Saved entries:
· · ·
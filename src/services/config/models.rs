use serde::{Deserialize, Serialize};

use crate::database::models::ReasonColumns;

pub const DEFAULT_DATABASE_URL: &str = "sqlite://ladder.db";
pub const DEFAULT_MAX_CONNECTIONS: u32 = 5;

/// Connection settings, read from the environment (and `.env`).
#[derive(Serialize, Deserialize, Debug, Clone, PartialEq, Eq)]
pub struct DatabaseConfig {
    pub url: String,
    pub max_connections: u32,
}

impl Default for DatabaseConfig {
    fn default() -> Self {
        Self {
            url: DEFAULT_DATABASE_URL.into(),
            max_connections: DEFAULT_MAX_CONNECTIONS,
        }
    }
}

impl DatabaseConfig {
    /// Reads `LADDER_DATABASE_URL` and `LADDER_DB_MAX_CONNECTIONS`, loading a
    /// `.env` file first if one exists. Unset or unparsable values keep the
    /// defaults.
    pub fn from_env() -> Self {
        let _ = dotenvy::dotenv(); // Try to load .env, ignore if missing
        Self::from_lookup(|key| std::env::var(key).ok())
    }

    pub fn from_lookup<F>(lookup: F) -> Self
    where
        F: Fn(&str) -> Option<String>,
    {
        let defaults = Self::default();
        let url = lookup("LADDER_DATABASE_URL")
            .map(|v| v.trim().to_string())
            .filter(|v| !v.is_empty())
            .unwrap_or(defaults.url);
        let max_connections = match lookup("LADDER_DB_MAX_CONNECTIONS") {
            Some(raw) => match raw.trim().parse::<u32>() {
                Ok(n) if n > 0 => n,
                _ => {
                    log::warn!("Ignoring invalid LADDER_DB_MAX_CONNECTIONS={raw:?}");
                    defaults.max_connections
                }
            },
            None => defaults.max_connections,
        };
        Self {
            url,
            max_connections,
        }
    }
}

/// Settings persisted in `app_settings`.
#[derive(Serialize, Deserialize, Debug, Clone, PartialEq, Eq, Default)]
pub struct LadderSettings {
    /// Finish-reason column names, tried in order on every read and write.
    pub reason_columns: ReasonColumns,
}
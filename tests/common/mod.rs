use ladder_lib::services::config::DatabaseConfig;
use sqlx::{Pool, Sqlite};
use std::sync::Once;

static INIT: Once = Once::new();

pub struct TestContext {
    pub pool: Pool<Sqlite>,
}

pub async fn init_test_db() -> TestContext {
    INIT.call_once(|| {
        let _ = env_logger::builder().is_test(true).try_init();
    });

    let config = DatabaseConfig {
        url: "sqlite::memory:".into(),
        max_connections: 1,
    };
    let pool = ladder_lib::init_pool(&config)
        .await
        .expect("Failed to create in-memory database");

    TestContext { pool }
}
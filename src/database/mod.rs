pub mod bracket_repo;
pub mod match_repo;
pub mod models;
pub mod settings_repo;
· · ·
- **What to do**: Start to finish, copy the records above with no differences.

- **Output of the exercise**:
filename src/services/config/models.rs
use serde::{Deserialize, Serialize};

use crate::database::models::ReasonColumns;

pub const DEFAULT_DATABASE_URL: &str = "sqlite://ladder.db";
pub const DEFAULT_MAX_CONNECTIONS: u32 = 5;

/// Connection settings, read from the environment (and `.env`).
#[derive(Serialize, Deserialize, Debug, Clone, PartialEq, Eq)]
pub struct DatabaseConfig {
    pub url: String,
    pub max_connections: u32,
}

impl Default for DatabaseConfig {
    fn default() -> Self {
        Self {
            url: DEFAULT_DATABASE_URL.into(),
            max_connections: DEFAULT_MAX_CONNECTIONS,
        }
    }
}

impl DatabaseConfig {
    /// Reads `LADDER_DATABASE_URL` and `LADDER_DB_MAX_CONNECTIONS`, loading a
    /// `.env` file first if one exists. Unset or unparsable values keep the
    /// defaults.
    pub fn from_env() -> Self {
        let _ = dotenvy::dotenv(); // Try to load .env, ignore if missing
        Self::from_lookup(|key| std::env::var(key).ok())
    }

    pub fn from_lookup<F>(lookup: F) -> Self
    where
        F: Fn(&str) -> Option<String>,
    {
        let defaults = Self::default();
        let url = lookup("LADDER_DATABASE_URL")
            .map(|v| v.trim().to_string())
            .filter(|v| !v.is_empty())
            .unwrap_or(defaults.url);
        let max_connections = match lookup("LADDER_DB_MAX_CONNECTIONS") {
            Some(raw) => match raw.trim().parse::<u32>() {
                Ok(n) if n > 0 => n,
                _ => {
                    log::warn!("Ignoring invalid LADDER_DB_MAX_CONNECTIONS={raw:?}");
                    defaults.max_connections
                }
            },
            None => defaults.max_connections,
        };
        Self {
            url,
            max_connections,
        }
    }
}

/// Settings persisted in `app_settings`.
#[derive(Serialize, Deserialize, Debug, Clone, PartialEq, Eq, Default)]
pub struct LadderSettings {
    /// Finish-reason column names, tried in order on every read and write.
    pub reason_columns: ReasonColumns,
}
filename tests/common/mod.rs
use ladder_lib::services::config::DatabaseConfig;
use sqlx::{Pool, Sqlite};
use std::sync::Once;

static INIT: Once = Once::new();

pub struct TestContext {
    pub pool: Pool<Sqlite>,
}

pub async fn init_test_db() -> TestContext {
    INIT.call_once(|| {
        let _ = env_logger::builder().is_test(true).try_init();
    });

    let config = DatabaseConfig {
        url: "sqlite::memory:".into(),
        max_connections: 1,
    };
    let pool = ladder_lib::init_pool(&config)
        .await
        .expect("Failed to create in-memory database");

    TestContext { pool }
}
filename src/database/mod.rs
pub mod bracket_repo;
pub mod match_repo;
pub mod models;
pub mod settings_repo;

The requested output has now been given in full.